The landscape of open source AI is big. To identify suitable open source tools to make your AI dream product is a herculean task. Selecting an AI toolkit for your product might turn out costly when you need to scale your software, thus it turns out to be a strategic decision. We at CereLabs have developed a criteria to choose Open Source AI Toolkit.


  1. Vision/ Reason for open source

If you need to trust an open source platform, you need to start with the vision statement with which the open source AI platform is launched. The vision statement portrays the commitment of the company or community towards the toolkit.    

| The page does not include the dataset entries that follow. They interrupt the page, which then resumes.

mod app;
mod clipboard;
mod config;
mod error;
mod event;
mod git;
mod message;
#[cfg(test)]
mod testing;
mod tui;
mod types;
mod ui;

use std::panic;
use std::path::PathBuf;
use std::sync::Arc;

use clap::Parser;
use tokio::sync::mpsc;
use tracing_subscriber::fmt::writer::BoxMakeWriter;
use tracing_subscriber::{layer::SubscriberExt, util::SubscriberInitExt, EnvFilter};

use crate::app::App;
use crate::clipboard::SystemClipboard;
use crate::config::Config;
use crate::event::Event;
use crate::git::LocalRepository;
use crate::message::{Message, Task};
use crate::tui::EventHandler;
use crate::ui::Common;

/// Browse a git repository in the terminal.
#[derive(Debug, Parser)]
#[command(version, about)]
struct Args {
    /// Path to the repository
    #[arg(default_value = ".")]
    path: PathBuf,

    /// Base URL shown in the clone command
    #[arg(long)]
    public_url: Option<String>,

    /// Write logs here instead of stderr
    #[arg(long)]
    log_file: Option<PathBuf>,
}

#[tokio::main]
async fn main() -> Result<(), Box<dyn std::error::Error>> {
    let args = Args::parse();

    let writer = match &args.log_file {
        Some(path) => BoxMakeWriter::new(std::sync::Mutex::new(std::fs::File::create(path)?)),
        None => BoxMakeWriter::new(std::io::stderr),
    };
    tracing_subscriber::registry()
        .with(EnvFilter::try_from_default_env().unwrap_or_else(|_| EnvFilter::new("warn")))
        .with(tracing_subscriber::fmt::layer().with_writer(writer).with_ansi(false))
        .init();

    // Set up panic hook to restore terminal
    let original_hook = panic::take_hook();
    panic::set_hook(Box::new(move |panic_info| {
        let _ = tui::restore();
        original_hook(panic_info);
    }));

    let mut config = Config::load();
    if let Some(url) = args.public_url {
        config.ssh.public_url = url;
    }

    let repo = LocalRepository::open(&args.path)?;
    let common = Common::new(config, Arc::new(SystemClipboard));

    let result = run(common, Arc::new(repo)).await;

    tui::restore()?;

    result
}

/// Run a task in the background and feed its message back into the loop.
fn spawn(task: Task, tx: &mpsc::UnboundedSender<Message>) {
    let tx = tx.clone();
    tokio::spawn(async move {
        let msg = task.resolve().await;
        if !matches!(msg, Message::None) {
            tx.send(msg).ok();
        }
    });
}

async fn run(
    common: Common,
    repo: Arc<LocalRepository>,
) -> Result<(), Box<dyn std::error::Error>> {
    let mut terminal = tui::init()?;
    let size = terminal.size()?;

    let (msg_tx, mut msg_rx) = mpsc::unbounded_channel::<Message>();
    let mut events = EventHandler::new(common.config.render_rate());
    let mut app = App::new(common);

    let mut tasks = app.update(Message::Resize {
        width: size.width,
        height: size.height,
    });
    tasks.extend(app.init(repo));
    for task in tasks {
        spawn(task, &msg_tx);
    }

    loop {
        tokio::select! {
            Some(event) = events.next() => {
                if event.is_quit() {
                    break;
                }

                match event {
                    Event::Render => {
                        terminal.draw(|frame| ui::render(frame, &app))?;
                    }
                    _ => {
                        let msg = app.handle_event(event);
                        if !matches!(msg, Message::None) {
                            msg_tx.send(msg)?;
                        }
                    }
                }
            }
            Some(msg) = msg_rx.recv() => {
                for task in app.update(msg) {
                    spawn(task, &msg_tx);
                }
            }
        }

        if app.should_quit {
            break;
        }
    }

    Ok(())
}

Following are the visions of few of the reputed AI Open Source Platforms:

      OpenCog: “OpenCog is a unique and ambitious open-source software project. Our aim is to create an open source framework for Artificial General Intelligence, intended to one day express general intelligence at the human level and beyond. That is: We're undertaking a serious effort to build a thinking machine.

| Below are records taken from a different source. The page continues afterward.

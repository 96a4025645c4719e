use std::any::Any;
use std::sync::Arc;

use ratatui::layout::Rect;
use ratatui::style::{Color, Modifier, Style};
use ratatui::text::{Line, Span};
use ratatui::Frame;

use crate::git::Repository;
use crate::message::{Content, Message, Task};
use crate::types::{EntryKind, Reference, TreeEntry};
use crate::ui::keymap::KeyBinding;
use crate::ui::pane::Pane;
use crate::ui::repo::FILES_TAB;
use crate::ui::selector::{FilterState, Identifiable, Item, SelectableList};
use crate::ui::viewport::{text_lines, Viewport};
use crate::ui::{truncate, Common};

#[derive(Debug, Clone)]
pub struct FileItem {
    pub entry: TreeEntry,
}

impl Identifiable for FileItem {
    fn id(&self) -> String {
        self.entry.path.clone()
    }

    fn filter_value(&self) -> String {
        self.entry.name.clone()
    }

    fn as_any(&self) -> &dyn Any {
        self
    }
}

fn human_size(size: u64) -> String {
    const UNITS: [&str; 4] = ["B", "K", "M", "G"];
    let mut value = size as f64;
    let mut unit = 0;
    while value >= 1024.0 && unit < UNITS.len() - 1 {
        value /= 1024.0;
        unit += 1;
    }
    if unit == 0 {
        format!("{}{}", size, UNITS[0])
    } else {
        format!("{:.1}{}", value, UNITS[unit])
    }
}

impl Item for FileItem {
    fn render(&self, active: bool, width: usize) -> Line<'static> {
        let marker = if active { "> " } else { "  " };
        let (name, style) = match self.entry.kind {
            EntryKind::Dir => (
                format!("{}/", self.entry.name),
                Style::default().fg(Color::Blue).add_modifier(Modifier::BOLD),
            ),
            EntryKind::Submodule => (
                format!("{} @", self.entry.name),
                Style::default().fg(Color::Magenta),
            ),
            EntryKind::File => (self.entry.name.clone(), Style::default()),
        };
        let style = if active {
            style.fg(Color::Yellow)
        } else {
            style
        };
        let size = match self.entry.kind {
            EntryKind::File => human_size(self.entry.size),
            _ => String::new(),
        };

        // marker + kind + space, size + space on the right
        let name_width = width.saturating_sub(4 + size.chars().count() + 1);
        let name = truncate(&name, name_width);
        let pad = name_width.saturating_sub(name.chars().count());
        Line::from(vec![
            Span::styled(marker, Style::default().fg(Color::Yellow)),
            Span::styled(format!("{} ", self.entry.kind), Style::default().fg(Color::DarkGray)),
            Span::styled(name, style),
            Span::raw(" ".repeat(pad + 1)),
            Span::styled(size, Style::default().fg(Color::DarkGray)),
        ])
    }
}

fn parent_of(path: &str) -> String {
    path.rsplit_once('/')
        .map(|(parent, _)| parent.to_string())
        .unwrap_or_default()
}

#[derive(Debug, Clone, Copy, PartialEq, Eq)]
enum View {
    List,
    Content,
}

/// Tree browser for the current reference.
pub struct Files {
    common: Common,
    repo: Option<Arc<dyn Repository>>,
    reference: Option<Reference>,
    list: SelectableList<FileItem>,
    path: String,
    file_path: String,
    content: Viewport,
    view: View,
}

impl Files {
    pub fn new(common: Common) -> Self {
        Self {
            list: SelectableList::new(common.clone(), "files-"),
            common,
            repo: None,
            reference: None,
            path: String::new(),
            file_path: String::new(),
            content: Viewport::new(),
            view: View::List,
        }
    }

    fn reset(&mut self) {
        self.path.clear();
        self.file_path.clear();
        self.content.clear();
        self.view = View::List;
        self.list.set_items(Vec::new());
    }

    fn fetch_tree(&self, path: String) -> Option<Task> {
        let repo = self.repo.clone()?;
        let reference = self.reference.clone()?;
        Some(Task::attempt(
            async move {
                let entries = repo.tree(&reference, &path).await?;
                Ok((path, entries))
            },
            |(path, entries)| Message::Content(Content::FileItems { path, entries }),
        ))
    }

    fn fetch_file(&self, path: String) -> Option<Task> {
        let repo = self.repo.clone()?;
        let reference = self.reference.clone()?;
        Some(Task::attempt(
            async move {
                let content = repo.file(&reference, &path).await?;
                Ok((path, content))
            },
            |(path, content)| Message::Content(Content::FileContent { path, content }),
        ))
    }

    fn open(&self, item: &FileItem) -> Option<Task> {
        match item.entry.kind {
            EntryKind::Dir => self.fetch_tree(item.entry.path.clone()),
            EntryKind::File => self.fetch_file(item.entry.path.clone()),
            EntryKind::Submodule => None,
        }
    }

    fn update_list(&mut self, msg: &Message) -> Vec<Task> {
        let keymap = self.common.keymap.clone();
        if let Message::Key(key) = msg {
            let unfiltered = self.list.filter_state() == FilterState::Unfiltered;
            let leaving = keymap.parent.matches(key) || keymap.back.matches(key);
            if unfiltered && leaving && !self.path.is_empty() {
                return self.fetch_tree(parent_of(&self.path)).into_iter().collect();
            }
        }
        self.list.update(msg)
    }

    fn update_content(&mut self, msg: &Message) -> Vec<Task> {
        let keymap = &self.common.keymap;
        if let Message::Key(key) = msg {
            if keymap.parent.matches(key) || keymap.back.matches(key) {
                self.view = View::List;
                self.content.clear();
                return vec![Task::ready(Message::UpdateStatusBar)];
            }
        }
        if self.content.update(msg, keymap) {
            vec![Task::ready(Message::UpdateStatusBar)]
        } else {
            Vec::new()
        }
    }
}

impl Pane for Files {
    fn tab_name(&self) -> &str {
        FILES_TAB
    }

    fn set_size(&mut self, width: u16, height: u16) {
        self.list.set_size(width, height);
        self.content.set_height(height);
    }

    fn update(&mut self, msg: &Message) -> Vec<Task> {
        match msg {
            Message::Repo(repo) => {
                self.repo = Some(repo.clone());
                self.reference = None;
                self.reset();
                Vec::new()
            }
            Message::Ref(reference) => {
                self.reference = Some(reference.clone());
                self.reset();
                self.fetch_tree(String::new()).into_iter().collect()
            }
            Message::EmptyRepo => {
                self.reference = None;
                self.reset();
                Vec::new()
            }
            Message::Content(Content::FileItems { path, entries }) => {
                self.path = path.clone();
                self.view = View::List;
                let items = entries
                    .iter()
                    .cloned()
                    .map(|entry| FileItem { entry })
                    .collect();
                let mut tasks: Vec<Task> = self.list.set_items(items).into_iter().collect();
                self.list.select(0);
                tasks.push(Task::ready(Message::UpdateStatusBar));
                tasks
            }
            Message::Content(Content::FileContent { path, content }) => {
                self.file_path = path.clone();
                self.content.set_lines(text_lines(content));
                self.view = View::Content;
                vec![Task::ready(Message::UpdateStatusBar)]
            }
            Message::ItemSelected(Some(item)) if self.view == View::List => {
                match item.as_any().downcast_ref::<FileItem>() {
                    Some(file) => self.open(file).into_iter().collect(),
                    None => Vec::new(),
                }
            }
            Message::ItemActive(_) => vec![Task::ready(Message::UpdateStatusBar)],
            Message::Key(_) | Message::Mouse(_) => match self.view {
                View::List => self.update_list(msg),
                View::Content => self.update_content(msg),
            },
            _ => Vec::new(),
        }
    }

    fn render(&self, frame: &mut Frame, area: Rect) {
        match self.view {
            View::List => self.list.render(frame, area),
            View::Content => self.content.render(frame, area),
        }
    }

    fn short_help(&self) -> Vec<KeyBinding> {
        let keymap = &self.common.keymap;
        match self.view {
            View::List => vec![
                keymap.up.clone(),
                keymap.down.clone(),
                keymap.select.clone().with_help("enter", "open"),
                keymap.parent.clone(),
                keymap.filter.clone(),
            ],
            View::Content => vec![
                keymap.up.clone(),
                keymap.down.clone(),
                keymap.parent.clone(),
            ],
        }
    }

    fn full_help(&self) -> Vec<Vec<KeyBinding>> {
        let keymap = &self.common.keymap;
        vec![
            vec![keymap.up.clone(), keymap.down.clone()],
            vec![keymap.page_up.clone(), keymap.page_down.clone()],
            vec![keymap.home.clone(), keymap.end.clone()],
            vec![
                keymap.select.clone().with_help("enter", "open"),
                keymap.parent.clone(),
                keymap.filter.clone(),
            ],
        ]
    }

    fn status_bar_value(&self) -> String {
        match self.view {
            View::Content => self.file_path.clone(),
            View::List if self.path.is_empty() => "/".to_string(),
            View::List => self.path.clone(),
        }
    }

    fn status_bar_info(&self) -> String {
        match self.view {
            View::Content => self.content.percent_label(),
            View::List => match self.list.position() {
                (_, 0) => String::new(),
                (index, len) => format!("{}/{}", index + 1, len),
            },
        }
    }

    fn consumes_back(&self) -> bool {
        self.view == View::Content
            || !self.path.is_empty()
            || self.list.filter_state() != FilterState::Unfiltered
    }

    fn is_filtering(&self) -> bool {
        self.list.is_filtering()
    }
}

#[cfg(test)]
mod tests {
    use super::*;
    use crossterm::event::KeyCode;

    use crate::message::resolve_all;
    use crate::testing::{key, main_ref, test_common, FakeRepo};

    /// Feed every resolved message back into the pane until it goes quiet.
    async fn settle(files: &mut Files, tasks: Vec<Task>) {
        let mut pending = resolve_all(tasks).await;
        while let Some(msg) = pending.pop() {
            let more = files.update(&msg);
            pending.extend(resolve_all(more).await);
        }
    }

    async fn loaded() -> Files {
        let (common, _) = test_common();
        let mut files = Files::new(common);
        files.set_size(80, 10);
        files.update(&Message::Repo(Arc::new(FakeRepo::new())));
        let tasks = files.update(&Message::Ref(main_ref()));
        settle(&mut files, tasks).await;
        files
    }

    #[tokio::test]
    async fn ref_lists_root() {
        let files = loaded().await;
        let names: Vec<String> = files.list.items().iter().map(|i| i.id()).collect();
        assert_eq!(names, vec!["src", "README.md"]);
        assert_eq!(files.status_bar_value(), "/");
        assert_eq!(files.status_bar_info(), "1/2");
        assert!(!files.consumes_back());
    }

    #[tokio::test]
    async fn enter_descends_and_parent_goes_up() {
        let mut files = loaded().await;
        let tasks = files.update(&key(KeyCode::Enter));
        settle(&mut files, tasks).await;
        assert_eq!(files.status_bar_value(), "src");
        assert_eq!(files.list.items()[0].id(), "src/main.rs");
        assert!(files.consumes_back());

        let tasks = files.update(&key(KeyCode::Backspace));
        settle(&mut files, tasks).await;
        assert_eq!(files.status_bar_value(), "/");
        assert_eq!(files.list.items().len(), 2);
    }

    #[tokio::test]
    async fn opening_a_file_shows_its_content() {
        let mut files = loaded().await;
        let tasks = files.update(&key(KeyCode::Down));
        settle(&mut files, tasks).await;
        assert_eq!(files.status_bar_info(), "2/2");

        let tasks = files.update(&key(KeyCode::Enter));
        settle(&mut files, tasks).await;
        assert_eq!(files.view, View::Content);
        assert_eq!(files.status_bar_value(), "README.md");
        assert_eq!(files.status_bar_info(), "☰ 100%");

        files.update(&key(KeyCode::Esc));
        assert_eq!(files.view, View::List);
    }

    #[tokio::test]
    async fn foreign_selection_is_ignored() {
        let mut files = loaded().await;
        let other: crate::ui::selector::ItemRef = Arc::new(crate::ui::repo::refs::RefItem::new(
            crate::testing::main_ref(),
            "summary".into(),
            chrono::Utc::now(),
        ));
        assert!(files.update(&Message::ItemSelected(Some(other))).is_empty());
        assert!(files.update(&Message::ItemSelected(None)).is_empty());
    }

    #[test]
    fn parent_paths() {
        assert_eq!(parent_of("src/ui/mod.rs"), "src/ui");
        assert_eq!(parent_of("src"), "");
    }

    #[test]
    fn sizes_are_human_readable() {
        assert_eq!(human_size(512), "512B");
        assert_eq!(human_size(2048), "2.0K");
        assert_eq!(human_size(5 * 1024 * 1024), "5.0M");
    }
}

    Tensorflow by Google: “By sharing what we believe to be one of the best machine learning toolboxes in the world, we hope to create an open standard for exchanging research ideas and putting machine learning in products. Google engineers really do use TensorFlow in user-facing products and services, and our research group intends to share TensorFlow implementations along side many of our research publications.”


DMLT by Microsoft: “We believe that in order to push the frontier of distributed machine learning, we need the collective effort from the entire community, and need the organic combination of both machine learning innovations and system innovations. This belief strongly motivates us to open source the DMTK project.”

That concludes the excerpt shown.